* [What is being asked]: Find "fn lookup(data: &Collections, collection: &str, id: &str)" and "let Some(docs) = data.get(collection)" in the records below. Copy the lines holding them and every line between, exactly, and no others.

* [Exercise data]:
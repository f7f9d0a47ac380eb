//! Timetable handlers.

use axum::Json;
use axum::extract::{Query, State};

use crate::dto::request::{SaveTimetableRequest, TimetableQuery};
use crate::dto::response::{MessageResponse, TimetableResponse};
use crate::error::ApiError;
use crate::extractors::{AppJson, AuthUser};
use crate::state::AppState;

/// GET /timetable?class_id=...
pub async fn get_timetable(
    State(state): State<AppState>,
    auth: AuthUser,
    Query(query): Query<TimetableQuery>,
) -> Result<Json<TimetableResponse>, ApiError> {
    let class_id = query.class_id.as_deref();
    let timetable = state.timetable_service.get(&auth, class_id).await?;

    Ok(Json(TimetableResponse {
        message: "Timetable retrieved".to_string(),
        class_id: class_id.unwrap_or_default().trim().to_string(),
        timetable,
    }))
}

/// POST /timetable
pub async fn save_timetable(
    State(state): State<AppState>,
    auth: AuthUser,
    AppJson(req): AppJson<SaveTimetableRequest>,
) -> Result<Json<MessageResponse>, ApiError> {
    state
        .timetable_service
        .save(&auth, req.class_id.as_deref(), req.schedule)
        .await?;

    Ok(Json(MessageResponse::new("Timetable saved")))
}
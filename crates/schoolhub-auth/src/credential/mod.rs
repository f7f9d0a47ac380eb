//! Stored-credential comparison.
//!
//! The lifecycle manager never compares passwords itself; it goes through a
//! [`CredentialVerifier`] chosen by `auth.credential_scheme`.

pub mod argon;
pub mod plaintext;

use std::sync::Arc;

use schoolhub_core::config::{AuthConfig, CredentialScheme};
use schoolhub_core::result::AppResult;

pub use argon::Argon2Verifier;
pub use plaintext::PlaintextVerifier;

/// Compares a supplied password with the stored credential.
pub trait CredentialVerifier: Send + Sync + std::fmt::Debug {
    /// Returns `true` if `supplied` matches `stored`.
    fn verify(&self, stored: &str, supplied: &str) -> bool;

    /// Produces the value to store for a new password.
    fn prepare(&self, new_password: &str) -> AppResult<String>;
}

/// Builds the verifier for the configured scheme.
pub fn verifier_from_config(config: &AuthConfig) -> Arc<dyn CredentialVerifier> {
    match config.credential_scheme {
        CredentialScheme::Plaintext => Arc::new(PlaintextVerifier),
        CredentialScheme::Argon2 => Arc::new(Argon2Verifier::new()),
    }
}
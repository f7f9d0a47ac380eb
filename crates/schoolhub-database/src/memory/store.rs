//! In-memory [`DocumentStore`] backed by a single lock.
//!
//! Every collection lives in one map behind one `RwLock`, so a batch is
//! applied under a single write guard and is atomic with respect to readers.

use std::collections::{BTreeMap, HashMap};

use async_trait::async_trait;
use chrono::{DateTime, Utc};
use serde_json::Value;
use tokio::sync::RwLock;
use tracing::debug;

use schoolhub_core::error::AppError;
use schoolhub_core::result::AppResult;
use schoolhub_core::traits::{DocumentStore, FieldMatch, GuardedWrites, WriteOp};
use schoolhub_core::types::{Document, DocumentPath, Fields, resolve_server_timestamps};

type Collections = HashMap<String, BTreeMap<String, Fields>>;

/// Process-local document store.
#[derive(Debug, Default)]
pub struct MemoryDocumentStore {
    data: RwLock<Collections>,
}

impl MemoryDocumentStore {
    /// Create an empty store.
    pub fn new() -> Self {
        Self::default()
    }

    /// Create a store preloaded with documents, keyed by collection then id.
    pub fn with_documents(documents: Collections) -> Self {
        let count: usize = documents.values().map(BTreeMap::len).sum();
        debug!(collections = documents.len(), documents = count, "Memory store seeded");
        Self {
            data: RwLock::new(documents),
        }
    }

    /// Number of documents in a collection.
    pub async fn count(&self, collection: &str) -> usize {
        let data = self.data.read().await;
        data.get(collection).map(BTreeMap::len).unwrap_or(0)
    }
}

fn lookup(data: &Collections, collection: &str, id: &str) -> Option<Document> {
    data.get(collection)
        .and_then(|docs| docs.get(id))
        .map(|fields| Document::new(collection, id, fields.clone()))
}

fn matching(
    data: &Collections,
    collection: &str,
    field: &str,
    value: &Value,
    limit: Option<usize>,
) -> Vec<Document> {
    let Some(docs) = data.get(collection) else {
        return Vec::new();
    };
    docs.iter()
        .filter(|(_, fields)| fields.get(field) == Some(value))
        .take(limit.unwrap_or(usize::MAX))
        .map(|(id, fields)| Document::new(collection, id.as_str(), fields.clone()))
        .collect()
}

fn apply_batch(data: &mut Collections, ops: Vec<WriteOp>, now: DateTime<Utc>) -> AppResult<()> {
    // Stage every write first; nothing touches `data` until all ops validate.
    let mut staged: Vec<((String, String), Fields)> = Vec::with_capacity(ops.len());
    for op in ops {
        match op {
            WriteOp::Set {
                collection,
                id,
                mut fields,
            } => {
                resolve_server_timestamps(&mut fields, now);
                staged.retain(|(key, _)| key.0 != collection || key.1 != id);
                staged.push(((collection, id), fields));
            }
            WriteOp::Update {
                collection,
                id,
                mut fields,
            } => {
                resolve_server_timestamps(&mut fields, now);
                let position = staged
                    .iter()
                    .position(|(key, _)| key.0 == collection && key.1 == id);
                let mut merged = match position {
                    Some(index) => staged.remove(index).1,
                    None => data
                        .get(&collection)
                        .and_then(|docs| docs.get(&id))
                        .cloned()
                        .ok_or_else(|| {
                            AppError::not_found(format!(
                                "Document '{}' not found",
                                DocumentPath::new(&collection, &id)
                            ))
                        })?,
                };
                merged.extend(fields);
                staged.push(((collection, id), merged));
            }
        }
    }

    for ((collection, id), fields) in staged {
        data.entry(collection).or_default().insert(id, fields);
    }
    Ok(())
}

#[async_trait]
impl DocumentStore for MemoryDocumentStore {
    async fn get_document(&self, collection: &str, id: &str) -> AppResult<Option<Document>> {
        let data = self.data.read().await;
        Ok(lookup(&data, collection, id))
    }

    async fn get_all(&self, paths: &[DocumentPath]) -> AppResult<Vec<Option<Document>>> {
        let data = self.data.read().await;
        Ok(paths
            .iter()
            .map(|path| lookup(&data, path.collection(), path.id()))
            .collect())
    }

    async fn query_equals(
        &self,
        collection: &str,
        field: &str,
        value: &Value,
        limit: Option<usize>,
    ) -> AppResult<Vec<Document>> {
        let data = self.data.read().await;
        Ok(matching(&data, collection, field, value, limit))
    }

    async fn set_document(&self, collection: &str, id: &str, fields: Fields) -> AppResult<()> {
        self.batch_commit(vec![WriteOp::set(collection, id, fields)])
            .await
    }

    async fn update_fields(&self, collection: &str, id: &str, fields: Fields) -> AppResult<()> {
        self.batch_commit(vec![WriteOp::update(collection, id, fields)])
            .await
    }

    async fn batch_commit(&self, ops: Vec<WriteOp>) -> AppResult<()> {
        let now = Utc::now();
        let mut data = self.data.write().await;
        apply_batch(&mut data, ops, now)
    }

    async fn commit_guarded(
        &self,
        filter: FieldMatch,
        build: GuardedWrites,
    ) -> AppResult<Vec<Document>> {
        let now = Utc::now();
        let mut data = self.data.write().await;

        let matched = matching(&data, &filter.collection, &filter.field, &filter.value, None);
        let ops = build(matched.as_slice());
        apply_batch(&mut data, ops, now)?;
        Ok(matched)
    }

    async fn health_check(&self) -> AppResult<bool> {
        Ok(true)
    }
}

#[cfg(test)]
mod tests {
    use super::*;
    use schoolhub_core::error::ErrorKind;
    use schoolhub_core::types::server_timestamp;
    use serde_json::json;

    fn fields(value: Value) -> Fields {
        value.as_object().cloned().unwrap()
    }

    #[tokio::test]
    async fn test_batch_is_all_or_nothing() {
        let store = MemoryDocumentStore::new();
        store
            .set_document("sessions", "old", fields(json!({"active": true})))
            .await
            .unwrap();

        let result = store
            .batch_commit(vec![
                WriteOp::update("sessions", "old", fields(json!({"active": false}))),
                WriteOp::update("sessions", "missing", fields(json!({"active": false}))),
                WriteOp::set("sessions", "new", fields(json!({"active": true}))),
            ])
            .await;

        assert_eq!(result.unwrap_err().kind, ErrorKind::NotFound);
        let old = store.get_document("sessions", "old").await.unwrap().unwrap();
        assert_eq!(old.fields["active"], json!(true));
        assert!(store.get_document("sessions", "new").await.unwrap().is_none());
    }

    #[tokio::test]
    async fn test_update_merges_and_resolves_timestamps() {
        let store = MemoryDocumentStore::new();
        store
            .set_document("users", "u1", fields(json!({"email": "a", "is_new": true})))
            .await
            .unwrap();
        store
            .update_fields(
                "users",
                "u1",
                fields(json!({"is_new": false, "updated_at": server_timestamp()})),
            )
            .await
            .unwrap();

        let doc = store.get_document("users", "u1").await.unwrap().unwrap();
        assert_eq!(doc.fields["email"], json!("a"));
        assert_eq!(doc.fields["is_new"], json!(false));
        assert!(doc.fields["updated_at"].is_string());
    }

    #[tokio::test]
    async fn test_commit_guarded_sees_matches_and_applies_writes() {
        let store = MemoryDocumentStore::new();
        store
            .set_document("sessions", "a", fields(json!({"user_id": "u1", "active": true})))
            .await
            .unwrap();
        store
            .set_document("sessions", "b", fields(json!({"user_id": "u2", "active": true})))
            .await
            .unwrap();

        let matched = store
            .commit_guarded(
                FieldMatch::new("sessions", "user_id", json!("u1")),
                Box::new(|docs: &[Document]| {
                    docs.iter()
                        .map(|doc| {
                            WriteOp::update("sessions", doc.id.clone(), fields(json!({"active": false})))
                        })
                        .collect()
                }),
            )
            .await
            .unwrap();

        assert_eq!(matched.len(), 1);
        assert_eq!(matched[0].id, "a");
        let a = store.get_document("sessions", "a").await.unwrap().unwrap();
        assert_eq!(a.fields["active"], json!(false));
        let b = store.get_document("sessions", "b").await.unwrap().unwrap();
        assert_eq!(b.fields["active"], json!(true));
    }

    #[tokio::test]
    async fn test_update_missing_document_fails() {
        let store = MemoryDocumentStore::new();
        let err = store
            .update_fields("users", "ghost", Fields::new())
            .await
            .unwrap_err();
        assert_eq!(err.kind, ErrorKind::NotFound);
    }

    #[tokio::test]
    async fn test_get_all_preserves_order() {
        let store = MemoryDocumentStore::new();
        store.set_document("c", "a", Fields::new()).await.unwrap();
        store.set_document("c", "b", Fields::new()).await.unwrap();

        let paths = vec![
            DocumentPath::new("c", "b"),
            DocumentPath::new("c", "zzz"),
            DocumentPath::new("c", "a"),
        ];
        let docs = store.get_all(&paths).await.unwrap();
        let ids: Vec<Option<&str>> = docs
            .iter()
            .map(|d| d.as_ref().map(|d| d.id.as_str()))
            .collect();
        assert_eq!(ids, vec![Some("b"), None, Some("a")]);
    }

    #[tokio::test]
    async fn test_query_equals_respects_limit() {
        let store = MemoryDocumentStore::new();
        for id in ["s1", "s2", "s3"] {
            store
                .set_document("sessions", id, fields(json!({"user_id": "u1"})))
                .await
                .unwrap();
        }
        store
            .set_document("sessions", "s4", fields(json!({"user_id": "u2"})))
            .await
            .unwrap();

        let all = store
            .query_equals("sessions", "user_id", &json!("u1"), None)
            .await
            .unwrap();
        assert_eq!(all.len(), 3);

        let one = store
            .query_equals("sessions", "user_id", &json!("u1"), Some(1))
            .await
            .unwrap();
        assert_eq!(one.len(), 1);

        let none = store
            .query_equals("nothing", "user_id", &json!("u1"), None)
            .await
            .unwrap();
        assert!(none.is_empty());
    }
}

* [Reply]:
fn lookup(data: &Collections, collection: &str, id: &str) -> Option<Document> {
    data.get(collection)
        .and_then(|docs| docs.get(id))
        .map(|fields| Document::new(collection, id, fields.clone()))
}

fn matching(
    data: &Collections,
    collection: &str,
    field: &str,
    value: &Value,
    limit: Option<usize>,
) -> Vec<Document> {
    let Some(docs) = data.get(collection) else {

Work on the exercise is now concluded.